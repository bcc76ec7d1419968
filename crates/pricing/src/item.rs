//! Priced items: the things pricing rules belong to.

use serde::{Deserialize, Serialize};

use forgeprice_core::{Entity, ItemId, PricingError, PricingResult};

pub const DUPLICATE_NAME_MESSAGE: &str = "Item Name must be unique.";

#[derive(Debug, Clone, PartialEq, Eq, Serialize, Deserialize)]
pub struct PricingItem {
    pub id: ItemId,
    pub item_name: String,
    pub active: bool,
}

impl PricingItem {
    pub fn new(item_name: impl Into<String>) -> Self {
        Self {
            id: ItemId::new(),
            item_name: item_name.into(),
            active: true,
        }
    }

    pub fn inactive(mut self) -> Self {
        self.active = false;
        self
    }
}

impl Entity for PricingItem {
    type Id = ItemId;

    fn id(&self) -> &Self::Id {
        &self.id
    }
}

/// Active items need a name no other item uses. Inactive items are unchecked.
pub fn validate_item(candidate: &PricingItem, existing: &[PricingItem]) -> PricingResult<()> {
    if candidate.item_name.trim().is_empty() {
        return Err(PricingError::validation("Item Name cannot be empty."));
    }
    if !candidate.active {
        return Ok(());
    }

    let taken = existing
        .iter()
        .any(|other| !other.is_same_record(candidate) && other.item_name == candidate.item_name);
    if taken {
        return Err(PricingError::conflict(DUPLICATE_NAME_MESSAGE));
    }
    Ok(())
}

#[cfg(test)]
mod tests {
    use super::*;

    #[test]
    fn duplicate_active_name_is_rejected() {
        let existing = vec![PricingItem::new("Banner")];
        let err = validate_item(&PricingItem::new("Banner"), &existing).unwrap_err();
        assert_eq!(err, PricingError::conflict(DUPLICATE_NAME_MESSAGE));
    }

    #[test]
    fn inactive_items_skip_the_uniqueness_check() {
        let existing = vec![PricingItem::new("Banner")];
        assert!(validate_item(&PricingItem::new("Banner").inactive(), &existing).is_ok());
    }

    #[test]
    fn renaming_an_item_to_its_own_name_is_fine() {
        let item = PricingItem::new("Banner");
        assert!(validate_item(&item, &[item.clone()]).is_ok());
    }

    #[test]
    fn blank_name_is_rejected() {
        assert!(matches!(
            validate_item(&PricingItem::new("  "), &[]),
            Err(PricingError::Validation(_))
        ));
    }
}
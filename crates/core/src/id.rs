//! Strongly-typed identifiers used across the pricing workspace.

use core::str::FromStr;
use serde::{Deserialize, Serialize};
use uuid::Uuid;

use crate::error::PricingError;

/// Identifier of a pricing rule.
///
/// Ordering follows the underlying UUIDv7, i.e. creation order.
#[derive(Debug, Copy, Clone, PartialEq, Eq, PartialOrd, Ord, Hash, Serialize, Deserialize)]
#[serde(transparent)]
pub struct RuleId(Uuid);

/// Identifier of a priced item.
#[derive(Debug, Copy, Clone, PartialEq, Eq, PartialOrd, Ord, Hash, Serialize, Deserialize)]
#[serde(transparent)]
pub struct ItemId(Uuid);

macro_rules! impl_uuid_newtype {
    ($t:ty, $name:literal) => {
        impl $t {
            /// Create a new identifier.
            ///
            /// Uses UUIDv7 (time-ordered). Prefer passing IDs explicitly in tests
            /// for determinism.
            pub fn new() -> Self {
                Self(Uuid::now_v7())
            }

            pub fn from_uuid(uuid: Uuid) -> Self {
                Self(uuid)
            }

            pub fn as_uuid(&self) -> &Uuid {
                &self.0
            }
        }

        impl Default for $t {
            fn default() -> Self {
                Self::new()
            }
        }

        impl core::fmt::Display for $t {
            fn fmt(&self, f: &mut core::fmt::Formatter<'_>) -> core::fmt::Result {
                core::fmt::Display::fmt(&self.0, f)
            }
        }

        impl From<Uuid> for $t {
            fn from(value: Uuid) -> Self {
                Self(value)
            }
        }

        impl FromStr for $t {
            type Err = PricingError;

            fn from_str(s: &str) -> Result<Self, Self::Err> {
                let uuid = Uuid::from_str(s)
                    .map_err(|e| PricingError::validation(format!("invalid {}: {}", $name, e)))?;
                Ok(Self(uuid))
            }
        }
    };
}

impl_uuid_newtype!(RuleId, "RuleId");
impl_uuid_newtype!(ItemId, "ItemId");

/// Identifier of a catalog row: `row-<n>` where `n` is the 1-based data row
/// position in the source file (the header is not counted).
#[derive(Debug, Clone, PartialEq, Eq, Hash, Serialize, Deserialize)]
#[serde(transparent)]
pub struct CatalogRowId(String);

impl CatalogRowId {
    pub fn from_position(position: usize) -> Self {
        Self(format!("row-{position}"))
    }

    pub fn as_str(&self) -> &str {
        &self.0
    }
}

impl core::fmt::Display for CatalogRowId {
    fn fmt(&self, f: &mut core::fmt::Formatter<'_>) -> core::fmt::Result {
        f.write_str(&self.0)
    }
}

## Problem
Please print the listing exactly, keeping each line as it is.

## Solution for this exercise
repository bcc76ec7d1419968
filename crates/pricing/src/item.rs
//! Priced items: the things pricing rules belong to.

use serde::{Deserialize, Serialize};

use forgeprice_core::{Entity, ItemId, PricingError, PricingResult};

pub const DUPLICATE_NAME_MESSAGE: &str = "Item Name must be unique.";

#[derive(Debug, Clone, PartialEq, Eq, Serialize, Deserialize)]
pub struct PricingItem {
    pub id: ItemId,
    pub item_name: String,
    pub active: bool,
}

impl PricingItem {
    pub fn new(item_name: impl Into<String>) -> Self {
        Self {
            id: ItemId::new(),
            item_name: item_name.into(),
            active: true,
        }
    }

    pub fn inactive(mut self) -> Self {
        self.active = false;
        self
    }
}

impl Entity for PricingItem {
    type Id = ItemId;

    fn id(&self) -> &Self::Id {
        &self.id
    }
}

/// Active items need a name no other item uses. Inactive items are unchecked.
pub fn validate_item(candidate: &PricingItem, existing: &[PricingItem]) -> PricingResult<()> {
    if candidate.item_name.trim().is_empty() {
        return Err(PricingError::validation("Item Name cannot be empty."));
    }
    if !candidate.active {
        return Ok(());
    }

    let taken = existing
        .iter()
        .any(|other| !other.is_same_record(candidate) && other.item_name == candidate.item_name);
    if taken {
        return Err(PricingError::conflict(DUPLICATE_NAME_MESSAGE));
    }
    Ok(())
}

#[cfg(test)]
mod tests {
    use super::*;

    #[test]
    fn duplicate_active_name_is_rejected() {
        let existing = vec![PricingItem::new("Banner")];
        let err = validate_item(&PricingItem::new("Banner"), &existing).unwrap_err();
        assert_eq!(err, PricingError::conflict(DUPLICATE_NAME_MESSAGE));
    }

    #[test]
    fn inactive_items_skip_the_uniqueness_check() {
        let existing = vec![PricingItem::new("Banner")];
        assert!(validate_item(&PricingItem::new("Banner").inactive(), &existing).is_ok());
    }

    #[test]
    fn renaming_an_item_to_its_own_name_is_fine() {
        let item = PricingItem::new("Banner");
        assert!(validate_item(&item, &[item.clone()]).is_ok());
    }

    #[test]
    fn blank_name_is_rejected() {
        assert!(matches!(
            validate_item(&PricingItem::new("  "), &[]),
            Err(PricingError::Validation(_))
        ));
    }
}
filename crates/core/src/id.rs
//! Strongly-typed identifiers used across the pricing workspace.

use core::str::FromStr;
use serde::{Deserialize, Serialize};
use uuid::Uuid;

use crate::error::PricingError;

/// Identifier of a pricing rule.
///
/// Ordering follows the underlying UUIDv7, i.e. creation order.
#[derive(Debug, Copy, Clone, PartialEq, Eq, PartialOrd, Ord, Hash, Serialize, Deserialize)]
#[serde(transparent)]
pub struct RuleId(Uuid);

/// Identifier of a priced item.
#[derive(Debug, Copy, Clone, PartialEq, Eq, PartialOrd, Ord, Hash, Serialize, Deserialize)]
#[serde(transparent)]
pub struct ItemId(Uuid);

macro_rules! impl_uuid_newtype {
    ($t:ty, $name:literal) => {
        impl $t {
            /// Create a new identifier.
            ///
            /// Uses UUIDv7 (time-ordered). Prefer passing IDs explicitly in tests
            /// for determinism.
            pub fn new() -> Self {
                Self(Uuid::now_v7())
            }

            pub fn from_uuid(uuid: Uuid) -> Self {
                Self(uuid)
            }

            pub fn as_uuid(&self) -> &Uuid {
                &self.0
            }
        }

        impl Default for $t {
            fn default() -> Self {
                Self::new()
            }
        }

        impl core::fmt::Display for $t {
            fn fmt(&self, f: &mut core::fmt::Formatter<'_>) -> core::fmt::Result {
                core::fmt::Display::fmt(&self.0, f)
            }
        }

        impl From<Uuid> for $t {
            fn from(value: Uuid) -> Self {
                Self(value)
            }
        }

        impl FromStr for $t {
            type Err = PricingError;

            fn from_str(s: &str) -> Result<Self, Self::Err> {
                let uuid = Uuid::from_str(s)
                    .map_err(|e| PricingError::validation(format!("invalid {}: {}", $name, e)))?;
                Ok(Self(uuid))
            }
        }
    };
}

impl_uuid_newtype!(RuleId, "RuleId");
impl_uuid_newtype!(ItemId, "ItemId");

/// Identifier of a catalog row: `row-<n>` where `n` is the 1-based data row
/// position in the source file (the header is not counted).
#[derive(Debug, Clone, PartialEq, Eq, Hash, Serialize, Deserialize)]
#[serde(transparent)]
pub struct CatalogRowId(String);

impl CatalogRowId {
    pub fn from_position(position: usize) -> Self {
        Self(format!("row-{position}"))
    }

    pub fn as_str(&self) -> &str {
        &self.0
    }
}

impl core::fmt::Display for CatalogRowId {
    fn fmt(&self, f: &mut core::fmt::Formatter<'_>) -> core::fmt::Result {
        f.write_str(&self.0)
    }
}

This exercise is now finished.